PROVIDED RECORDS section start
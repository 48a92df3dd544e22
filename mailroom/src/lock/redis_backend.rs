//! Redis lock backend
//!
//! Acquisition is `SET key token NX PX ttl`. Release runs a Lua script so the
//! compare and the delete happen atomically on the server.

use async_trait::async_trait;
use deadpool_redis::Pool;
use redis::Script;
use std::time::Duration;

use super::{LockBackend, LockError};

const RELEASE_SCRIPT: &str = r#"
if redis.call("GET", KEYS[1]) == ARGV[1] then
    return redis.call("DEL", KEYS[1])
else
    return 0
end
"#;

/// [`LockBackend`] backed by a Redis connection pool
#[derive(Clone)]
pub struct RedisLockBackend {
    pool: Pool,
    release: Script,
}

impl std::fmt::Debug for RedisLockBackend {
    fn fmt(&self, f: &mut std::fmt::Formatter<'_>) -> std::fmt::Result {
        f.debug_struct("RedisLockBackend")
            .field("pool", &self.pool.status())
            .finish_non_exhaustive()
    }
}

impl RedisLockBackend {
    /// Create a backend sharing an existing pool
    #[must_use]
    pub fn new(pool: Pool) -> Self {
        Self {
            pool,
            release: Script::new(RELEASE_SCRIPT),
        }
    }
}

#[async_trait]
impl LockBackend for RedisLockBackend {
    async fn try_acquire(&self, key: &str, token: &str, ttl: Duration) -> Result<bool, LockError> {
        let mut conn = self.pool.get().await?;
        let ttl_ms = u64::try_from(ttl.as_millis()).unwrap_or(u64::MAX).max(1);

        let reply: Option<String> = redis::cmd("SET")
            .arg(key)
            .arg(token)
            .arg("NX")
            .arg("PX")
            .arg(ttl_ms)
            .query_async(&mut conn)
            .await?;

        Ok(reply.is_some())
    }

    async fn release(&self, key: &str, token: &str) -> Result<bool, LockError> {
        let mut conn = self.pool.get().await?;
        let deleted: i64 = self
            .release
            .key(key)
            .arg(token)
            .invoke_async(&mut conn)
            .await?;
        Ok(deleted == 1)
    }
}

#[cfg(test)]
mod tests {
    use super::*;

    fn pool() -> Pool {
        let url = std::env::var("REDIS_URL").unwrap_or_else(|_| "redis://127.0.0.1:6379".to_string());
        deadpool_redis::Config::from_url(url)
            .create_pool(Some(deadpool_redis::Runtime::Tokio1))
            .unwrap()
    }

    #[tokio::test]
    #[ignore = "requires a running Redis (set REDIS_URL)"]
    async fn test_redis_compare_and_delete() {
        let backend = RedisLockBackend::new(pool());
        let key = format!("lock:test:{}", uuid::Uuid::new_v4());

        assert!(backend.try_acquire(&key, "owner", Duration::from_secs(5)).await.unwrap());
        assert!(!backend.try_acquire(&key, "intruder", Duration::from_secs(5)).await.unwrap());
        assert!(!backend.release(&key, "intruder").await.unwrap());
        assert!(backend.release(&key, "owner").await.unwrap());
        assert!(backend.try_acquire(&key, "intruder", Duration::from_secs(5)).await.unwrap());
        assert!(backend.release(&key, "intruder").await.unwrap());
    }
}
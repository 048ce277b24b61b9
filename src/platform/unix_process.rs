//! Unix process control using nix (fork/exec, waitpid, kill)

use std::os::unix::process::CommandExt;

use nix::errno::Errno;
use nix::sys::signal::{Signal, kill};
use nix::sys::wait::{WaitPidFlag, WaitStatus, waitpid};
use nix::unistd::Pid;

use super::{LaunchCommand, ProbeState, TerminationMode};
use crate::error::{PlatformError, PlatformResult};

/// Shell convention for "terminated by signal N".
const SIGNAL_EXIT_BASE: i32 = 128;

/// Spawn into a fresh process group so terminal signals aimed at our group
/// do not reach the child.
pub fn spawn(launch: &LaunchCommand) -> PlatformResult<u32> {
    let mut cmd = launch.to_command();
    cmd.process_group(0);

    // The `Child` is dropped without waiting; `probe` reaps it later.
    let child = cmd.spawn().map_err(|e| launch.spawn_error(e))?;
    Ok(child.id())
}

/// Reap-and-check for our own children, signal-0 check for anything else.
pub fn probe(pid: u32) -> PlatformResult<ProbeState> {
    let nix_pid = to_pid(pid)?;

    match waitpid(nix_pid, Some(WaitPidFlag::WNOHANG)) {
        Ok(WaitStatus::StillAlive) => Ok(ProbeState::Alive),
        Ok(WaitStatus::Exited(_, code)) => Ok(ProbeState::Exited {
            exit_code: Some(code),
        }),
        Ok(WaitStatus::Signaled(_, signal, _)) => Ok(ProbeState::Exited {
            exit_code: Some(SIGNAL_EXIT_BASE + signal as i32),
        }),
        // stopped / continued / ptrace stops: the process still exists
        Ok(_) => Ok(ProbeState::Alive),
        // not our child (or already reaped): fall back to an existence check
        Err(Errno::ECHILD) => probe_by_signal(nix_pid),
        Err(e) => Err(PlatformError::Probe {
            pid,
            detail: e.to_string(),
        }),
    }
}

fn probe_by_signal(nix_pid: Pid) -> PlatformResult<ProbeState> {
    match kill(nix_pid, None) {
        Ok(()) => Ok(ProbeState::Alive),
        // exists but belongs to someone else
        Err(Errno::EPERM) => Ok(ProbeState::Alive),
        Err(Errno::ESRCH) => Ok(ProbeState::Exited { exit_code: None }),
        Err(e) => Err(PlatformError::Probe {
            pid: nix_pid.as_raw() as u32,
            detail: e.to_string(),
        }),
    }
}

pub fn request_termination(pid: u32, mode: TerminationMode) -> PlatformResult<()> {
    let nix_pid = to_pid(pid)?;
    let signal = match mode {
        TerminationMode::Graceful => Signal::SIGTERM,
        TerminationMode::Forced => Signal::SIGKILL,
    };

    kill(nix_pid, signal).map_err(|e| match e {
        Errno::ESRCH => PlatformError::NotFound { pid },
        other => PlatformError::Signal {
            pid,
            detail: format!("{signal}: {other}"),
        },
    })
}

/// Rejects ids that would address a process group (0 or negative after the
/// cast) instead of a single process.
fn to_pid(pid: u32) -> PlatformResult<Pid> {
    match i32::try_from(pid) {
        Ok(raw) if raw > 0 => Ok(Pid::from_raw(raw)),
        _ => Err(PlatformError::NotFound { pid }),
    }
}
//! Background sweep that notices applications exiting on their own.

use std::sync::Arc;
use std::thread::{self, JoinHandle};
use std::time::Duration;

use anyhow::{Context, Result};
use chrono::Local;
use crossbeam_channel::{Sender, bounded, select, tick};
use log::{debug, error, info, warn};

use crate::events::{EventBus, LifecycleEvent};
use crate::platform::{ProbeState, ProcessControl};
use crate::record::AppRunRecord;
use crate::registry::ProcessRegistry;

/// Reference sweep interval.
pub const DEFAULT_SWEEP_INTERVAL: Duration = Duration::from_secs(2);

/// Exit code recorded when the OS no longer knows how the process ended.
const UNKNOWN_EXIT_CODE: i32 = 0;

/// One pass over every actively tracked process.
///
/// Runs entirely inside the registry's critical section so a concurrent
/// terminate either happens before (and the mapping is already gone) or
/// after (and finds nothing left to finalize). Returns the records that
/// were finalized by this pass.
pub fn sweep(registry: &ProcessRegistry, control: &dyn ProcessControl) -> Vec<AppRunRecord> {
    let mut table = registry.lock();
    let mut finished = Vec::new();

    for (app_id, pid) in table.active_mappings() {
        let exit_code = match control.probe(pid) {
            Ok(ProbeState::Alive) => continue,
            Ok(ProbeState::Exited { exit_code }) => exit_code.unwrap_or(UNKNOWN_EXIT_CODE),
            Err(e) => {
                warn!("probe of {app_id} (pid {pid}) failed, treating as exited: {e}");
                UNKNOWN_EXIT_CODE
            }
        };

        if let Some(record) = table.finalize_from_exit(&app_id, Local::now(), exit_code) {
            info!(
                "{app_id} exited on its own → {} (code {}, {}s)",
                record.status, record.exit_code, record.duration_seconds
            );
            finished.push(record);
        }
        table.remove_process_mapping(&app_id);
    }

    // terminated apps: collect the exit status so nothing lingers as a zombie
    table.retain_reaping(|pid| matches!(control.probe(pid), Ok(ProbeState::Alive)));

    debug!(
        "sweep done: {} tracked, {} finalized, {} awaiting reap",
        table.tracked_count(),
        finished.len(),
        table.reaping_count()
    );
    finished
}

/// Handle to the running monitor thread. Dropping it stops and joins the
/// thread.
pub struct LifecycleMonitor {
    stop_tx: Option<Sender<()>>,
    handle: Option<JoinHandle<()>>,
    interval: Duration,
}

impl LifecycleMonitor {
    /// Start sweeping `registry` every `interval`.
    pub fn start(
        registry: Arc<ProcessRegistry>,
        control: Arc<dyn ProcessControl>,
        events: Arc<EventBus>,
        interval: Duration,
    ) -> Result<Self> {
        let (stop_tx, stop_rx) = bounded::<()>(1);

        let handle = thread::Builder::new()
            .name("lifecycle-monitor".into())
            .spawn(move || {
                let ticker = tick(interval);
                loop {
                    select! {
                        // a message or a dropped sender both mean stop
                        recv(stop_rx) -> _ => break,
                        recv(ticker) -> _ => {
                            for record in sweep(&registry, control.as_ref()) {
                                events.publish(LifecycleEvent::exited(&record));
                            }
                        }
                    }
                }
                debug!("lifecycle monitor stopped");
            })
            .context("Failed to spawn lifecycle monitor thread")?;

        info!("lifecycle monitor started (interval {interval:?})");
        Ok(Self {
            stop_tx: Some(stop_tx),
            handle: Some(handle),
            interval,
        })
    }

    pub fn interval(&self) -> Duration {
        self.interval
    }

    pub fn is_running(&self) -> bool {
        self.handle.as_ref().is_some_and(|h| !h.is_finished())
    }

    /// Signal the thread and wait for it. An in-flight sweep completes
    /// first. Safe to call more than once.
    pub fn stop(&mut self) {
        if let Some(tx) = self.stop_tx.take() {
            tx.try_send(()).ok();
        }
        if let Some(handle) = self.handle.take()
            && handle.join().is_err()
        {
            error!("lifecycle monitor thread panicked");
        }
    }
}

impl Drop for LifecycleMonitor {
    fn drop(&mut self) {
        self.stop();
    }
}

#[cfg(test)]
mod tests {
    use super::*;
    use crate::platform::fake::FakeControl;
    use crate::record::RunStatus;
    use std::time::Instant;

    fn launch(registry: &ProcessRegistry, control: &FakeControl, app_id: &str) -> u32 {
        let pid = control.spawn(app_id).unwrap();
        registry
            .lock()
            .try_insert_running(app_id, pid, Local::now())
            .unwrap();
        pid
    }

    #[test]
    fn sweep_finalizes_exited_processes() {
        let registry = ProcessRegistry::new();
        let control = FakeControl::new();
        let ok = launch(&registry, &control, "ok");
        let bad = launch(&registry, &control, "bad");
        launch(&registry, &control, "alive");

        control.exit(ok, Some(0));
        control.exit(bad, Some(3));

        let finished = sweep(&registry, &control);
        assert_eq!(finished.len(), 2);
        assert_eq!(registry.get("ok").unwrap().status, RunStatus::Completed);
        let crashed = registry.get("bad").unwrap();
        assert_eq!(crashed.status, RunStatus::Crashed);
        assert_eq!(crashed.exit_code, 3);
        assert_eq!(registry.get("alive").unwrap().status, RunStatus::Running);
        assert_eq!(registry.lock().active_mappings().len(), 1);
    }

    #[test]
    fn probe_error_counts_as_exit() {
        let registry = ProcessRegistry::new();
        let control = FakeControl::new();
        let pid = launch(&registry, &control, "a");
        control.vanish(pid);

        let finished = sweep(&registry, &control);
        assert_eq!(finished.len(), 1);
        assert_eq!(finished[0].status, RunStatus::Completed);
        assert_eq!(finished[0].exit_code, UNKNOWN_EXIT_CODE);
        assert!(registry.lock().process_id("a").is_none());
    }

    #[test]
    fn unknown_exit_code_is_completed() {
        let registry = ProcessRegistry::new();
        let control = FakeControl::new();
        let pid = launch(&registry, &control, "a");
        control.exit(pid, None);

        sweep(&registry, &control);
        assert_eq!(registry.get("a").unwrap().status, RunStatus::Completed);
    }

    #[test]
    fn parked_pids_are_dropped_once_gone() {
        let registry = ProcessRegistry::new();
        let control = FakeControl::new();
        let pid = control.spawn("x").unwrap();
        registry.lock().park_for_reaping(pid);

        sweep(&registry, &control);
        assert_eq!(registry.lock().reaping_count(), 1);

        control.exit(pid, Some(0));
        sweep(&registry, &control);
        assert_eq!(registry.lock().reaping_count(), 0);
    }

    #[test]
    fn background_thread_detects_exit_and_stops() {
        let registry = Arc::new(ProcessRegistry::new());
        let control = Arc::new(FakeControl::new());
        let events = Arc::new(EventBus::default());
        let rx = events.subscribe();
        let pid = launch(&registry, &control, "a");

        let mut monitor = LifecycleMonitor::start(
            registry.clone(),
            control.clone(),
            events.clone(),
            Duration::from_millis(10),
        )
        .unwrap();
        assert!(monitor.is_running());

        control.exit(pid, Some(1));
        let event = rx.recv_timeout(Duration::from_secs(5)).unwrap();
        assert_eq!(event, LifecycleEvent::exited(&registry.get("a").unwrap()));

        let started = Instant::now();
        monitor.stop();
        assert!(!monitor.is_running());
        assert!(started.elapsed() < Duration::from_secs(1));

        // stopped monitor no longer probes
        let probes = control.probe_count();
        thread::sleep(Duration::from_millis(50));
        assert_eq!(control.probe_count(), probes);
        monitor.stop();
    }
}
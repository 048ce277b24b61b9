//! Cheap, polling‑based termination signal handling (lock‑free).

use std::sync::atomic::{AtomicI32, Ordering};

static RECEIVED_SIGNAL: AtomicI32 = AtomicI32::new(0);

cfg_if::cfg_if! {
    if #[cfg(unix)] {
        pub fn install_signal_handlers() -> anyhow::Result<()> {
            use nix::sys::signal::{self, Signal};
            extern "C" fn handler(sig: i32) {
                RECEIVED_SIGNAL.store(sig, Ordering::SeqCst);
            }
            let action = signal::SigAction::new(
                signal::SigHandler::Handler(handler),
                signal::SaFlags::empty(),
                signal::SigSet::empty(),
            );
            for sig in [Signal::SIGINT, Signal::SIGTERM] {
                unsafe { signal::sigaction(sig, &action) }
                    .map_err(|e| anyhow::anyhow!("Failed to register {sig} handler: {e}"))?;
            }
            Ok(())
        }

        fn signal_name(sig: i32) -> String {
            nix::sys::signal::Signal::try_from(sig)
                .map(|s| s.to_string())
                .unwrap_or_else(|_| format!("signal {sig}"))
        }
    } else {
        /// Ctrl‑C on Windows keeps its default behaviour.
        pub fn install_signal_handlers() -> anyhow::Result<()> {
            Ok(())
        }

        fn signal_name(sig: i32) -> String {
            format!("signal {sig}")
        }
    }
}

/// Non‑blocking check – returns the signal name once per delivery.
pub fn take_signal() -> Option<String> {
    match RECEIVED_SIGNAL.swap(0, Ordering::AcqRel) {
        0 => None,
        sig => Some(signal_name(sig)),
    }
}
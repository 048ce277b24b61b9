//! Best-effort lifecycle notifications for the host.

use std::sync::{Mutex, PoisonError};

use crossbeam_channel::{Receiver, Sender, TrySendError, bounded};
use serde::Serialize;

use crate::record::{AppRunRecord, RunStatus, format_timestamp};

/// Default per-subscriber buffer; small and fixed so a slow reader cannot
/// grow memory.
pub const DEFAULT_EVENT_BUFFER: usize = 128;

#[derive(Debug, Clone, PartialEq, Serialize)]
#[serde(tag = "event", rename_all = "snake_case", rename_all_fields = "camelCase")]
pub enum LifecycleEvent {
    Launched {
        app_id: String,
        process_id: u32,
        start_time: String,
    },
    /// Natural exit noticed by the monitor.
    Exited {
        app_id: String,
        status: RunStatus,
        exit_code: i32,
        duration: f64,
    },
    /// Caller-initiated termination.
    Terminated { app_id: String, duration: f64 },
}

impl LifecycleEvent {
    pub(crate) fn launched(record: &AppRunRecord) -> Self {
        LifecycleEvent::Launched {
            app_id: record.app_id.clone(),
            process_id: record.process_id,
            start_time: record.start_time.as_ref().map(format_timestamp).unwrap_or_default(),
        }
    }

    pub(crate) fn exited(record: &AppRunRecord) -> Self {
        LifecycleEvent::Exited {
            app_id: record.app_id.clone(),
            status: record.status,
            exit_code: record.exit_code,
            duration: record.duration_seconds,
        }
    }

    pub(crate) fn terminated(record: &AppRunRecord) -> Self {
        LifecycleEvent::Terminated {
            app_id: record.app_id.clone(),
            duration: record.duration_seconds,
        }
    }

    pub fn app_id(&self) -> &str {
        match self {
            LifecycleEvent::Launched { app_id, .. }
            | LifecycleEvent::Exited { app_id, .. }
            | LifecycleEvent::Terminated { app_id, .. } => app_id,
        }
    }
}

/// Fan-out of [`LifecycleEvent`]s to any number of subscribers.
///
/// Publishing never blocks: a full subscriber misses the event, a dropped
/// one is forgotten.
#[derive(Debug)]
pub struct EventBus {
    subscribers: Mutex<Vec<Sender<LifecycleEvent>>>,
    capacity: usize,
}

impl EventBus {
    pub fn new(capacity: usize) -> Self {
        Self {
            subscribers: Mutex::new(Vec::new()),
            capacity: capacity.max(1),
        }
    }

    pub fn subscribe(&self) -> Receiver<LifecycleEvent> {
        let (tx, rx) = bounded(self.capacity);
        self.subscribers
            .lock()
            .unwrap_or_else(PoisonError::into_inner)
            .push(tx);
        rx
    }

    pub fn publish(&self, event: LifecycleEvent) {
        let mut subscribers = self.subscribers.lock().unwrap_or_else(PoisonError::into_inner);
        subscribers.retain(|tx| match tx.try_send(event.clone()) {
            Ok(()) => true,
            Err(TrySendError::Full(_)) => {
                log::debug!("subscriber lagging, dropped event for {}", event.app_id());
                true
            }
            Err(TrySendError::Disconnected(_)) => false,
        });
    }

    pub fn subscriber_count(&self) -> usize {
        self.subscribers
            .lock()
            .unwrap_or_else(PoisonError::into_inner)
            .len()
    }
}

impl Default for EventBus {
    fn default() -> Self {
        Self::new(DEFAULT_EVENT_BUFFER)
    }
}
//! Authoritative table of run records and live process mappings.
//!
//! All state sits behind one mutex. Callers that need several steps to be
//! atomic (check, spawn, insert) take [`ProcessRegistry::lock`] once and
//! work on the [`ProcessTable`] directly.

use std::collections::HashMap;
use std::sync::{Mutex, MutexGuard, PoisonError};

use chrono::{DateTime, Local};

use crate::error::{Result, SupervisorError};
use crate::record::{AppRunRecord, RunStatus};

/// Exit code recorded when the caller terminated the app.
pub const TERMINATED_EXIT_CODE: i32 = 0;

#[derive(Debug, Default)]
pub struct ProcessTable {
    /// Every app id ever launched (until forgotten), running or not.
    records: HashMap<String, AppRunRecord>,
    /// app id -> pid, only while the monitor should keep polling it.
    processes: HashMap<String, u32>,
    /// Pids finalized by an explicit terminate that still need reaping.
    reaping: Vec<u32>,
    modified: bool,
}

impl ProcessTable {
    pub fn is_running(&self, app_id: &str) -> bool {
        self.records.get(app_id).is_some_and(AppRunRecord::is_running)
    }

    /// Insert a fresh `running` record, replacing any terminal one.
    pub fn try_insert_running(&mut self, app_id: &str, process_id: u32, start_time: DateTime<Local>) -> Result<AppRunRecord> {
        if self.is_running(app_id) {
            return Err(SupervisorError::AlreadyRunning {
                app_id: app_id.to_string(),
            });
        }

        let record = AppRunRecord::running(app_id, process_id, start_time);
        self.records.insert(app_id.to_string(), record.clone());
        self.processes.insert(app_id.to_string(), process_id);
        self.modified = true;
        Ok(record)
    }

    /// Live mapping for `app_id`, if the monitor still tracks it.
    pub fn process_id(&self, app_id: &str) -> Option<u32> {
        self.processes.get(app_id).copied()
    }

    /// Record a caller-initiated termination. Returns the updated record,
    /// or `None` when there is no running record to finalize.
    pub fn finalize_from_termination(&mut self, app_id: &str, end_time: DateTime<Local>, exit_code: i32) -> Option<AppRunRecord> {
        self.finalize(app_id, end_time, RunStatus::Completed, exit_code)
    }

    /// Record a natural exit: `completed` for 0, `crashed` otherwise.
    pub fn finalize_from_exit(&mut self, app_id: &str, end_time: DateTime<Local>, exit_code: i32) -> Option<AppRunRecord> {
        self.finalize(app_id, end_time, RunStatus::from_exit_code(exit_code), exit_code)
    }

    fn finalize(&mut self, app_id: &str, end_time: DateTime<Local>, status: RunStatus, exit_code: i32) -> Option<AppRunRecord> {
        let record = self.records.get_mut(app_id)?;
        if !record.finalize(end_time, status, exit_code) {
            return None;
        }
        self.modified = true;
        Some(record.clone())
    }

    /// Stop liveness tracking for `app_id`; its record stays queryable.
    pub fn remove_process_mapping(&mut self, app_id: &str) -> Option<u32> {
        self.processes.remove(app_id)
    }

    pub fn get(&self, app_id: &str) -> Option<AppRunRecord> {
        self.records.get(app_id).cloned()
    }

    /// Snapshot of every record, sorted by app id.
    pub fn list_all(&self) -> Vec<AppRunRecord> {
        let mut records: Vec<AppRunRecord> = self.records.values().cloned().collect();
        records.sort_by(|a, b| a.app_id.cmp(&b.app_id));
        records
    }

    /// Snapshot of the `(app id, pid)` pairs the monitor should poll.
    pub fn active_mappings(&self) -> Vec<(String, u32)> {
        let mut mappings: Vec<(String, u32)> = self
            .processes
            .iter()
            .map(|(app_id, pid)| (app_id.clone(), *pid))
            .collect();
        mappings.sort();
        mappings
    }

    pub fn tracked_count(&self) -> usize {
        self.processes.len()
    }

    pub fn running_count(&self) -> usize {
        self.records.values().filter(|r| r.is_running()).count()
    }

    /// Drop a terminal record. Running records must be terminated first.
    pub fn forget(&mut self, app_id: &str) -> Result<AppRunRecord> {
        match self.records.get(app_id) {
            None => Err(SupervisorError::not_found(app_id)),
            Some(record) if record.is_running() => Err(SupervisorError::AlreadyRunning {
                app_id: app_id.to_string(),
            }),
            Some(_) => {
                self.modified = true;
                self.records
                    .remove(app_id)
                    .ok_or_else(|| SupervisorError::not_found(app_id))
            }
        }
    }

    /// Drop every terminal record; returns how many were removed.
    pub fn prune_finished(&mut self) -> usize {
        let before = self.records.len();
        self.records.retain(|_, record| !record.status.is_terminal());
        let removed = before - self.records.len();
        if removed > 0 {
            self.modified = true;
        }
        removed
    }

    /// Returns whether anything changed since the previous call.
    pub fn take_modified(&mut self) -> bool {
        std::mem::take(&mut self.modified)
    }

    pub(crate) fn park_for_reaping(&mut self, pid: u32) {
        if !self.reaping.contains(&pid) {
            self.reaping.push(pid);
        }
    }

    /// Keep only the parked pids for which `still_alive` answers true.
    pub(crate) fn retain_reaping(&mut self, mut still_alive: impl FnMut(u32) -> bool) {
        self.reaping.retain(|pid| still_alive(*pid));
    }

    pub fn reaping_count(&self) -> usize {
        self.reaping.len()
    }
}

/// Shared owner of the [`ProcessTable`]. One instance per supervisor.
#[derive(Debug, Default)]
pub struct ProcessRegistry {
    table: Mutex<ProcessTable>,
}

impl ProcessRegistry {
    pub fn new() -> Self {
        Self::default()
    }

    /// Enter the registry's critical section.
    ///
    /// Every table operation leaves both maps consistent, so a poisoned
    /// lock is still safe to reuse.
    pub fn lock(&self) -> MutexGuard<'_, ProcessTable> {
        self.table.lock().unwrap_or_else(PoisonError::into_inner)
    }

    pub fn get(&self, app_id: &str) -> Option<AppRunRecord> {
        self.lock().get(app_id)
    }

    pub fn list_all(&self) -> Vec<AppRunRecord> {
        self.lock().list_all()
    }
}
//! Seam for the host's icon/thumbnail collaborator.
//!
//! Extracting icons is the platform shell's job; the supervisor only
//! forwards the lookup.

use std::path::Path;

pub trait IconSource: Send + Sync {
    /// Encoded image bytes for the executable at `executable_path`, if any.
    fn icon_for(&self, executable_path: &Path) -> Option<Vec<u8>>;
}

impl<F> IconSource for F
where
    F: Fn(&Path) -> Option<Vec<u8>> + Send + Sync,
{
    fn icon_for(&self, executable_path: &Path) -> Option<Vec<u8>> {
        self(executable_path)
    }
}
PROVIDED RECORDS section end
Go through the material above and report each line containing "reply".

#### [RESPONSE TO THE TASK]
        let reply: Option<String> = redis::cmd("SET")
        Ok(reply.is_some())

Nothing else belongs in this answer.